(Dataset entries)
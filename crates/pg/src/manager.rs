//! Access to user-supplied PostGIS databases.
//!
//! Every session opened here is hardened to read-only at the session level,
//! and every connection attempt updates the stored `last_error_*` columns so
//! the UI can show why a database stopped responding.

use std::collections::HashMap;
use std::net::IpAddr;
use std::sync::{
    Arc,
    LazyLock,
};
use std::time::Duration;

use anyhow::Context as _;
use chrono::{
    DateTime,
    Utc,
};
use errors::ErrorMetadata;
use parking_lot::Mutex;
use tokio_postgres::types::ToSql;
use tokio_postgres::{
    Row,
    Statement,
};
use url::Url;

use crate::pool::MundiPgPool;
use crate::{
    env_config,
    permissive_tls,
};

static POSTGIS_CONNECT_TIMEOUT_SEC: LazyLock<f64> =
    LazyLock::new(|| env_config("MUNDI_POSTGIS_TIMEOUT_SEC", 10.0));

/// How loopback hosts in user-supplied URIs are treated, from the
/// `POSTGIS_LOCALHOST_POLICY` environment variable.
#[derive(Debug, Clone, Copy, PartialEq, Eq)]
pub enum LocalhostPolicy {
    Disallow,
    DockerRewrite,
    Allow,
}

impl LocalhostPolicy {
    fn from_env() -> anyhow::Result<Self> {
        match std::env::var("POSTGIS_LOCALHOST_POLICY") {
            Ok(v) if v == "disallow" => Ok(Self::Disallow),
            Ok(v) if v == "docker_rewrite" => Ok(Self::DockerRewrite),
            Ok(v) if v == "allow" => Ok(Self::Allow),
            Ok(v) => {
                tracing::error!("Unknown POSTGIS_LOCALHOST_POLICY: {v}");
                anyhow::bail!("Unknown POSTGIS_LOCALHOST_POLICY: {v}")
            },
            Err(_) => anyhow::bail!("POSTGIS_LOCALHOST_POLICY is not configured"),
        }
    }
}

/// A stored `project_postgres_connections` row.
#[derive(Debug, Clone)]
pub struct ConnectionRecord {
    pub id: String,
    pub project_id: String,
    pub user_id: String,
    pub connection_uri: String,
    pub connection_name: Option<String>,
    pub last_error_text: Option<String>,
    pub last_error_timestamp: Option<DateTime<Utc>>,
    pub soft_deleted_at: Option<DateTime<Utc>>,
}

impl ConnectionRecord {
    fn from_row(row: &Row) -> Self {
        Self {
            id: row.get("id"),
            project_id: row.get("project_id"),
            user_id: row.get("user_id"),
            connection_uri: row.get("connection_uri"),
            connection_name: row.get("connection_name"),
            last_error_text: row.get("last_error_text"),
            last_error_timestamp: row.get("last_error_timestamp"),
            soft_deleted_at: row.get("soft_deleted_at"),
        }
    }
}

/// A dedicated read-only session on a user database. Single-use: tool
/// handlers open one, run their statements, and drop it.
pub struct UserPgSession {
    client: tokio_postgres::Client,
}

impl UserPgSession {
    pub async fn query(
        &self,
        query: &str,
        params: &[&(dyn ToSql + Sync)],
    ) -> anyhow::Result<Vec<Row>> {
        Ok(self.client.query(query, params).await?)
    }

    pub async fn query_opt(
        &self,
        query: &str,
        params: &[&(dyn ToSql + Sync)],
    ) -> anyhow::Result<Option<Row>> {
        Ok(self.client.query_opt(query, params).await?)
    }

    pub async fn query_one(
        &self,
        query: &str,
        params: &[&(dyn ToSql + Sync)],
    ) -> anyhow::Result<Row> {
        Ok(self.client.query_one(query, params).await?)
    }

    /// Prepares without executing; used to introspect the column list of a
    /// user-provided query.
    pub async fn prepare(&self, query: &str) -> anyhow::Result<Statement> {
        Ok(self.client.prepare(query).await?)
    }
}

/// Encapsulates all access to user-supplied PostgreSQL databases.
pub struct PostgresConnectionManager {
    app_pool: Arc<MundiPgPool>,
    /// Pools for tile-serving workloads, memoized by connection URI.
    user_pools: Mutex<HashMap<String, Arc<MundiPgPool>>>,
}

impl PostgresConnectionManager {
    pub fn new(app_pool: Arc<MundiPgPool>) -> Self {
        Self {
            app_pool,
            user_pools: Mutex::new(HashMap::new()),
        }
    }

    /// Validates a user-supplied PostgreSQL URI and applies the loopback
    /// policy. Returns the URI to store plus whether it was rewritten.
    pub fn verify_postgresql_uri(&self, connection_uri: &str) -> anyhow::Result<(String, bool)> {
        verify_uri(connection_uri, LocalhostPolicy::from_env)
    }

    pub async fn get_connection(&self, connection_id: &str) -> anyhow::Result<ConnectionRecord> {
        let conn = self.app_pool.acquire("get_postgres_connection").await?;
        let row = conn
            .query_opt(
                "SELECT id, project_id, user_id, connection_uri, connection_name,
                        last_error_text, last_error_timestamp, soft_deleted_at
                 FROM project_postgres_connections
                 WHERE id = $1",
                &[&connection_id],
            )
            .await?
            .with_context(|| {
                ErrorMetadata::not_found(
                    "PostgresConnectionNotFound",
                    format!("Postgres connection {connection_id} not found"),
                )
            })?;
        Ok(ConnectionRecord::from_row(&row))
    }

    pub async fn update_error_status(
        &self,
        connection_id: &str,
        error_text: Option<&str>,
    ) -> anyhow::Result<()> {
        let conn = self.app_pool.acquire("update_connection_error").await?;
        match error_text {
            Some(error_text) => {
                conn.execute(
                    "UPDATE project_postgres_connections
                     SET last_error_text = $1, last_error_timestamp = $2
                     WHERE id = $3",
                    &[&error_text, &Utc::now(), &connection_id],
                )
                .await?;
            },
            None => {
                conn.execute(
                    "UPDATE project_postgres_connections
                     SET last_error_text = NULL, last_error_timestamp = NULL
                     WHERE id = $1",
                    &[&connection_id],
                )
                .await?;
            },
        }
        Ok(())
    }

    /// Opens a read-only session on the user database behind `connection_id`,
    /// bounded by `MUNDI_POSTGIS_TIMEOUT_SEC`.
    pub async fn connect(&self, connection_id: &str) -> anyhow::Result<UserPgSession> {
        let timeout = Duration::from_secs_f64(*POSTGIS_CONNECT_TIMEOUT_SEC);
        let record = self.get_connection(connection_id).await?;

        let config: tokio_postgres::Config = match record.connection_uri.parse() {
            Ok(config) => config,
            Err(e) => {
                let error_msg = format!("Unexpected error: {e}");
                self.update_error_status(connection_id, Some(&error_msg))
                    .await?;
                return Err(anyhow::Error::from(e)
                    .context(ErrorMetadata::operational_internal_server_error()));
            },
        };

        let connect = async {
            let (client, connection) = config.connect(permissive_tls()).await?;
            tokio::spawn(async move {
                if let Err(e) = connection.await {
                    tracing::warn!("user postgres connection error: {e}");
                }
            });
            // Every query issued on a user DB must be read-only at the
            // session level.
            client
                .batch_execute("SET SESSION CHARACTERISTICS AS TRANSACTION READ ONLY")
                .await?;
            Ok::<_, tokio_postgres::Error>(client)
        };

        match tokio::time::timeout(timeout, connect).await {
            Ok(Ok(client)) => {
                self.update_error_status(connection_id, None).await?;
                Ok(UserPgSession { client })
            },
            Ok(Err(e)) => {
                let error_msg = format!("Postgres error: {e}");
                self.update_error_status(connection_id, Some(&error_msg))
                    .await?;
                Err(anyhow::Error::from(e).context(ErrorMetadata::unprocessable_entity(
                    "PostgresConnectFailed",
                    format!("Failed to connect to postgres: {error_msg}"),
                )))
            },
            Err(_) => {
                let error_msg = format!("Connection timeout after {}s", timeout.as_secs_f64());
                self.update_error_status(connection_id, Some(&error_msg))
                    .await?;
                Err(anyhow::anyhow!(ErrorMetadata::request_timeout(
                    "PostgresConnectTimeout",
                    format!("Failed to connect to postgres: {error_msg}"),
                )))
            },
        }
    }

    /// Pooled access for workloads issuing many short-lived reads, e.g. the
    /// vector tile endpoint. Pools are keyed by connection URI and reused.
    pub async fn pooled(&self, connection_id: &str) -> anyhow::Result<Arc<MundiPgPool>> {
        let record = self.get_connection(connection_id).await?;
        let config: tokio_postgres::Config = record
            .connection_uri
            .parse()
            .context("stored connection URI no longer parses")?;
        let mut pools = self.user_pools.lock();
        let pool = pools
            .entry(record.connection_uri.clone())
            .or_insert_with(|| MundiPgPool::new(config, permissive_tls()));
        Ok(pool.clone())
    }
}

fn is_loopback_host(host: &str) -> bool {
    if host == "localhost" {
        return true;
    }
    let bare = host.trim_start_matches('[').trim_end_matches(']');
    bare.parse::<IpAddr>().is_ok_and(|ip| ip.is_loopback())
}

fn verify_uri(
    connection_uri: &str,
    policy: impl FnOnce() -> anyhow::Result<LocalhostPolicy>,
) -> anyhow::Result<(String, bool)> {
    let connection_uri = connection_uri.trim();

    if !connection_uri.starts_with("postgresql://") {
        anyhow::bail!(ErrorMetadata::bad_request(
            "InvalidPostgresUri",
            "Invalid PostgreSQL connection URI format. Must start with 'postgresql://'",
        ));
    }

    let mut parsed = Url::parse(connection_uri).map_err(|_| {
        ErrorMetadata::bad_request(
            "InvalidPostgresUri",
            "Invalid PostgreSQL connection URI format. Please check your connection string.",
        )
    })?;

    let Some(host) = parsed.host_str().map(str::to_ascii_lowercase) else {
        anyhow::bail!(ErrorMetadata::bad_request(
            "InvalidPostgresUri",
            "PostgreSQL connection URI must include a hostname.",
        ));
    };

    if !is_loopback_host(&host) {
        return Ok((connection_uri.to_string(), false));
    }

    match policy()? {
        LocalhostPolicy::Disallow => {
            anyhow::bail!(ErrorMetadata::bad_request(
                "LocalhostPostgresDisallowed",
                format!("Detected a localhost database address ({host}) that Mundi cannot connect to."),
            ))
        },
        LocalhostPolicy::DockerRewrite => {
            parsed
                .set_host(Some("host.docker.internal"))
                .context("failed to rewrite loopback host")?;
            Ok((parsed.to_string(), true))
        },
        LocalhostPolicy::Allow => Ok((connection_uri.to_string(), false)),
    }
}

#[cfg(test)]
mod tests {
    use errors::ErrorMetadataAnyhowExt;

    use super::*;

    fn allow() -> anyhow::Result<LocalhostPolicy> {
        Ok(LocalhostPolicy::Allow)
    }

    fn disallow() -> anyhow::Result<LocalhostPolicy> {
        Ok(LocalhostPolicy::Disallow)
    }

    fn docker_rewrite() -> anyhow::Result<LocalhostPolicy> {
        Ok(LocalhostPolicy::DockerRewrite)
    }

    fn unconfigured() -> anyhow::Result<LocalhostPolicy> {
        anyhow::bail!("POSTGIS_LOCALHOST_POLICY is not configured")
    }

    #[test]
    fn test_rejects_non_postgresql_scheme() {
        let err = verify_uri("mysql://u:p@db.example.com/app", allow).unwrap_err();
        assert!(err.is_bad_request());
        assert!(err.msg().contains("postgresql://"));
    }

    #[test]
    fn test_requires_hostname() {
        let err = verify_uri("postgresql:///dbname", allow).unwrap_err();
        assert!(err.is_bad_request());
    }

    #[test]
    fn test_remote_host_passes_through_untouched() {
        let uri = "postgresql://u:p@db.example.com:5432/gis";
        let (stored, rewritten) = verify_uri(uri, disallow).unwrap();
        assert_eq!(stored, uri);
        assert!(!rewritten);
    }

    #[test]
    fn test_disallow_rejects_localhost_and_loopback_ips() {
        for uri in [
            "postgresql://u:p@localhost:5432/db",
            "postgresql://u:p@127.0.0.1:5432/db",
            "postgresql://u:p@127.8.4.2:5432/db",
            "postgresql://u:p@[::1]:5432/db",
        ] {
            let err = verify_uri(uri, disallow).unwrap_err();
            assert!(err.is_bad_request(), "{uri} should be rejected");
            assert!(err.msg().contains("localhost database address"));
        }
    }

    #[test]
    fn test_docker_rewrite_substitutes_host() {
        let (stored, rewritten) =
            verify_uri("postgresql://u:p@localhost:5432/db", docker_rewrite).unwrap();
        assert!(rewritten);
        assert!(stored.contains("host.docker.internal"));
        assert!(!stored.contains("localhost"));
        // Credentials, port and database survive the rewrite.
        assert!(stored.starts_with("postgresql://u:p@"));
        assert!(stored.contains(":5432/db"));
    }

    #[test]
    fn test_allow_passes_localhost_verbatim() {
        let uri = "postgresql://u:p@localhost:5432/db";
        let (stored, rewritten) = verify_uri(uri, allow).unwrap();
        assert_eq!(stored, uri);
        assert!(!rewritten);
    }

    #[test]
    fn test_unconfigured_policy_is_configuration_error() {
        let err = verify_uri("postgresql://u:p@localhost/db", unconfigured).unwrap_err();
        // No ErrorMetadata tag: classifies as a 500-class configuration
        // error, not a client mistake.
        assert!(!err.is_bad_request());
    }

    #[test]
    fn test_policy_only_consulted_for_loopback() {
        let uri = "postgresql://u:p@db.internal.corp/db";
        let (stored, rewritten) = verify_uri(uri, unconfigured).unwrap();
        assert_eq!(stored, uri);
        assert!(!rewritten);
    }
}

TASK INSTRUCTIONS - Scan the lines above for "Debug", then copy every one that has it.

EXERCISE OUTPUT -
#[derive(Debug, Clone, Copy, PartialEq, Eq)]
#[derive(Debug, Clone)]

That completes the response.